NEW DEFENCE PROCUREMENT POLICY

There was an announcement recently about change in Defence Procurement Policy related to splitting of Make category. It was intended to target the Indian industry; to involve them in business design, development and manufacture of defence equipment.

It has been decided to split the Make procedure into 3 categories. The first category is the same that existed earlier. Once the RFP (Request For Proposal) is issued, the development agencies will be identified and they will develop the prototype of the equipment. So far, the funding was to the extent of 80% of the cost of the development. The recent announcement says that it will be increased to 90%. This mitigates the risk for development agencies.

The second category of Make procedure is that the Indian companies would be free to develop the prototype of some equipment which they think will be required by the Ministry of Defence going by what is mentioned in the Technology Perspective and Capability Roadmap (TPCR) suo motu without any funding by the MoD. But, if for that equipment MoD does not issue the RFP within 2 years of the successful development of the prototype, then they will be reimbursed. It will be reimbursed in full.

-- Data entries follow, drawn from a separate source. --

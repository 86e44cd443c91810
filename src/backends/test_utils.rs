//! Scripted mock image model for unit tests
//!
//! Renders a fixed subject over white for `generate` and over black for
//! `edit`, with per-call scripts for failures, empty replies and hangs.

use crate::{
    backends::{ImageModel, ModelPayload},
    error::{MatteError, Result},
    request::{EditRequest, GenerationRequest},
    types::{PixelLayout, Provenance, RasterImage},
};
use async_trait::async_trait;
use instant::Duration;
use std::collections::VecDeque;
use std::sync::{Arc, Mutex};

/// Opaque subject color used by [`scene`]
pub const SUBJECT: [u8; 3] = [30, 120, 200];

/// A `width` x `height` raster with an opaque [`SUBJECT`] square centred on `background`
#[must_use]
pub fn scene(background: [u8; 3], width: u32, height: u32) -> RasterImage {
    let mut data = Vec::with_capacity(width as usize * height as usize * 3);
    for y in 0..height {
        for x in 0..width {
            let inside = x >= width / 4 && x < width * 3 / 4 && y >= height / 4 && y < height * 3 / 4;
            data.extend_from_slice(if inside { &SUBJECT } else { &background });
        }
    }
    RasterImage::new(width, height, PixelLayout::Rgb8, data, Provenance::Generated)
        .expect("scene buffer matches its dimensions")
}

/// What the mock does on one call
#[derive(Debug, Clone)]
pub enum MockStep {
    /// Return the configured raster
    Succeed,
    /// Return a model error with this message
    Fail(String),
    /// Return a payload without an image
    Empty,
    /// Never complete
    Hang,
}

/// Mock image model with call recording
#[derive(Debug, Clone)]
pub struct MockImageModel {
    primary: RasterImage,
    edited: RasterImage,
    generate_script: Arc<Mutex<VecDeque<MockStep>>>,
    edit_script: Arc<Mutex<VecDeque<MockStep>>>,
    delay: Option<Duration>,
    /// Call history for verification in tests
    call_history: Arc<Mutex<Vec<String>>>,
}

impl MockImageModel {
    /// Mock rendering an 8x8 [`scene`] that succeeds on every call
    #[must_use]
    pub fn new() -> Self {
        Self::with_outputs(scene([255, 255, 255], 8, 8), scene([0, 0, 0], 8, 8))
    }

    #[must_use]
    pub fn with_outputs(primary: RasterImage, edited: RasterImage) -> Self {
        Self {
            primary,
            edited,
            generate_script: Arc::new(Mutex::new(VecDeque::new())),
            edit_script: Arc::new(Mutex::new(VecDeque::new())),
            delay: None,
            call_history: Arc::new(Mutex::new(Vec::new())),
        }
    }

    /// Steps consumed by successive `generate` calls; afterwards calls succeed
    #[must_use]
    pub fn script_generate(self, steps: Vec<MockStep>) -> Self {
        *self.generate_script.lock().unwrap() = steps.into();
        self
    }

    /// Steps consumed by successive `edit` calls; afterwards calls succeed
    #[must_use]
    pub fn script_edit(self, steps: Vec<MockStep>) -> Self {
        *self.edit_script.lock().unwrap() = steps.into();
        self
    }

    /// Sleep this long inside every call
    #[must_use]
    pub fn with_delay(mut self, delay: Duration) -> Self {
        self.delay = Some(delay);
        self
    }

    /// Get the call history for verification in tests
    pub fn get_call_history(&self) -> Vec<String> {
        self.call_history.lock().unwrap().clone()
    }

    /// Number of recorded calls of one operation ("generate" or "edit")
    pub fn calls(&self, operation: &str) -> usize {
        self.get_call_history()
            .iter()
            .filter(|c| c.split(':').next() == Some(operation))
            .count()
    }

    fn record_call(&self, entry: String) {
        if let Ok(mut history) = self.call_history.lock() {
            history.push(entry);
        }
    }

    async fn respond(
        &self,
        script: &Mutex<VecDeque<MockStep>>,
        output: &RasterImage,
    ) -> Result<ModelPayload> {
        let step = script
            .lock()
            .map_err(|_| MatteError::internal("mock script poisoned"))?
            .pop_front()
            .unwrap_or(MockStep::Succeed);

        if let Some(delay) = self.delay {
            tokio::time::sleep(delay).await;
        }

        match step {
            MockStep::Succeed => Ok(ModelPayload::Raster(output.clone())),
            MockStep::Fail(message) => Err(MatteError::model(message)),
            MockStep::Empty => Ok(ModelPayload::Empty {
                reason: Some("mock returned no image".to_string()),
            }),
            MockStep::Hang => {
                std::future::pending::<()>().await;
                Err(MatteError::internal("pending future completed"))
            },
        }
    }
}

impl Default for MockImageModel {
    fn default() -> Self {
        Self::new()
    }
}

#[async_trait]
impl ImageModel for MockImageModel {
    async fn generate(&self, request: &GenerationRequest) -> Result<ModelPayload> {
        self.record_call(format!("generate:{}", request.prompt));
        self.respond(&self.generate_script, &self.primary).await
    }

    async fn edit(&self, request: &EditRequest) -> Result<ModelPayload> {
        self.record_call(format!("edit:{}", request.instruction));
        self.respond(&self.edit_script, &self.edited).await
    }

    fn name(&self) -> &str {
        "mock"
    }
}

#[cfg(test)]
mod tests {
    use super::*;

    #[tokio::test]
    async fn test_mock_follows_script_then_succeeds() {
        let model = MockImageModel::new().script_generate(vec![
            MockStep::Fail("boom".to_string()),
            MockStep::Empty,
        ]);
        let request = GenerationRequest::new("cat", "mock-model");

        assert!(matches!(model.generate(&request).await, Err(MatteError::Model(_))));
        assert!(matches!(
            model.generate(&request).await,
            Ok(ModelPayload::Empty { .. })
        ));
        assert!(matches!(
            model.generate(&request).await,
            Ok(ModelPayload::Raster(_))
        ));
        assert_eq!(model.calls("generate"), 3);
        assert_eq!(model.calls("edit"), 0);
    }

    #[test]
    fn test_scene_layout() {
        let white = scene([255, 255, 255], 8, 8);
        assert_eq!(white.pixel(0, 0), Some(&[255u8, 255, 255][..]));
        assert_eq!(white.pixel(4, 4), Some(&SUBJECT[..]));
    }
}
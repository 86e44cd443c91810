#![allow(clippy::too_many_lines)]
#![allow(clippy::missing_errors_doc)]
#![allow(clippy::missing_panics_doc)]
#![allow(clippy::uninlined_format_args)]
#![allow(clippy::unused_async)]

//! # dualmatte
//!
//! Transparent asset extraction for generative image models that only emit fully
//! opaque rasters.
//!
//! The same subject is requested twice: once over pure white, then (through an edit
//! call on the first render) over pure black. Per-pixel alpha and true foreground
//! color are recovered from the difference between the two renders.
//!
//! ## Features
//!
//! - **Dual-composite alpha recovery**: straight-alpha RGBA from a white/black pair
//! - **Dimension reconciliation**: edited renders that drift in size are resampled
//! - **Slot lifecycle**: every request is a forward-only state machine with a recorded trace
//! - **Concurrent batches**: K variants race as cooperative futures; failures stay local
//! - **Two-tier cancellation**: per-slot soft cancel and batch-wide hard abort
//! - **HTTP backend**: Gemini-style `generateContent` client (`gemini` feature)
//! - **CLI Integration**: Optional command-line interface (enable with `cli` feature)
//!
//! ## Quick Start
//!
//! ```rust,no_run
//! use dualmatte::{
//!     BatchConfig, BatchScheduler, GeminiBackend, GeminiConfig, GenerationRequest,
//!     TracingProgressReporter,
//! };
//! use std::sync::Arc;
//!
//! # async fn example() -> anyhow::Result<()> {
//! let backend = GeminiBackend::new(GeminiConfig::default())?;
//! let scheduler = BatchScheduler::new(Arc::new(backend), BatchConfig::default())?;
//!
//! let template = GenerationRequest::new("a brass telescope", "gemini-2.5-flash-image");
//! let (handle, batch) = scheduler.prepare(template, 4, true)?;
//!
//! // `handle.abort()` from anywhere aborts every in-flight request
//! let report = batch.run(Arc::new(TracingProgressReporter::new(false))).await;
//! for asset in &report.assets {
//!     dualmatte::RasterCodec::save_png(&asset.image, format!("asset-{}.png", asset.ordinal))?;
//! }
//! # drop(handle);
//! # Ok(())
//! # }
//! ```
//!
//! ## Offline Recovery
//!
//! ```rust,no_run
//! use dualmatte::{recover_alpha, RasterCodec};
//!
//! # fn example() -> dualmatte::Result<()> {
//! let white = RasterCodec::load("white.png")?;
//! let black = RasterCodec::load("black.png")?;
//! let asset = recover_alpha(&white, &black)?;
//! RasterCodec::save_png(&asset, "asset.png")?;
//! # Ok(())
//! # }
//! ```
//!
//! ### Feature Flags
//!
//! - `gemini` (default): HTTP model backend
//! - `parallel` (default): row-parallel alpha recovery with rayon
//! - `cli` (default): Command-line interface and progress reporting (optional for library usage)
//! - `tracing-json`: JSON log output for the CLI
//! - `webp-support`: WebP decoding of model payloads and files

pub mod backends;
#[cfg(feature = "cli")]
pub mod cli;
pub mod compositing;
pub mod config;
pub mod error;
pub mod pipeline;
pub mod request;
pub mod scheduler;
pub mod services;
pub mod slot;
#[cfg(feature = "cli")]
pub mod tracing_config;
pub mod types;

use std::sync::Arc;

// Public API exports
pub use backends::{ImageModel, ModelPayload};
#[cfg(feature = "gemini")]
pub use backends::GeminiBackend;
pub use compositing::{composite_over, recover_alpha, recover_alpha_with, reconcile, Reconciled};
pub use config::{
    BatchConfig, DualmatteConfig, GeminiConfig, PipelineConfig, PipelineConfigBuilder,
    RecoveryConfig, ResampleFilter,
};
pub use error::{ErrorKind, MatteError, Result};
pub use pipeline::{PipelineRun, SlotContext, TransparentAssetPipeline};
pub use request::{
    AspectRatio, EditRequest, GenerationRequest, InfluenceTag, ReferenceImage, SizeClass,
};
pub use scheduler::{BatchHandle, BatchReport, BatchScheduler, PreparedBatch, SlotFailure};
pub use services::{
    BatchTally, ChannelProgressReporter, NoOpProgressReporter, ProgressEvent, ProgressReporter,
    ProgressTracker, ProgressUpdate, RasterCodec, SlotOutcome, SlotSettlement,
    TracingProgressReporter,
};
pub use slot::{PipelineMode, SlotError, SlotLifecycle, SlotRecord, SlotState};
pub use types::{PixelLayout, Provenance, RasterImage, SlotId, TransparentAsset};

#[cfg(feature = "cli")]
pub use tracing_config::{init_cli_tracing, spans, TracingConfig, TracingFormat};

/// Recover a transparent asset from two encoded renders
///
/// `white` and `black` are image files in any enabled container format. The black
/// render is resampled to the white one's dimensions if they differ.
///
/// # Examples
///
/// ```rust,no_run
/// use dualmatte::{recover_from_bytes, PipelineConfig, RasterCodec};
///
/// # fn example(white: Vec<u8>, black: Vec<u8>) -> dualmatte::Result<()> {
/// let asset = recover_from_bytes(&white, &black, &PipelineConfig::default())?;
/// let png = RasterCodec::encode_png(&asset)?;
/// # Ok(())
/// # }
/// ```
///
/// # Errors
/// - Either buffer fails to decode
/// - Either render is zero-sized
pub fn recover_from_bytes(
    white: &[u8],
    black: &[u8],
    config: &PipelineConfig,
) -> Result<RasterImage> {
    let white = RasterCodec::decode(white, Provenance::External)?;
    let black = RasterCodec::decode(black, Provenance::External)?;
    let reconciled = reconcile(&white, black, config.resample_filter)?;
    recover_alpha_with(&white, &reconciled.image, &config.recovery)
}

/// Run a one-shot batch with default configuration and no progress reporting
///
/// # Errors
/// - `count` is out of bounds or the template is invalid
pub async fn generate_assets(
    model: Arc<dyn ImageModel>,
    template: GenerationRequest,
    count: usize,
    transparent: bool,
) -> Result<BatchReport> {
    let scheduler = BatchScheduler::new(model, BatchConfig::default())?;
    scheduler
        .run_batch(template, count, transparent, Arc::new(NoOpProgressReporter))
        .await
}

The third category is actually specifically designed for the MSMEs, who have been complaining for a long time that they have been left out because of stringent selection criteria. MSMEs are big component suppliers. They are also into developing niche technologies which go into manufacturing and integration with big platforms. Hence the third category is reserved for MSMEs.

A new category has been added to the exiting 5 categories through which procurement is done. According to this new category, Indian designed, developed and manufactured equipment should have 40% indigenous content. This means that Indian industry will be able to design and develop equipment and they will get special treatment under this category.

In India, defence manufacturing was mostly limited to public sector companies. Most of these public sector manufacturing units have suffered from delays on the one side and poor quality on the other side. Now, the private companies are coming into the scene. For instance, Anil Ambani group has recently announced that they have tied up with State run companies in Russia to service and support the Russian origin naval vessels and helicopters. Similarly, Swedish SAAB group tied up with Adani group.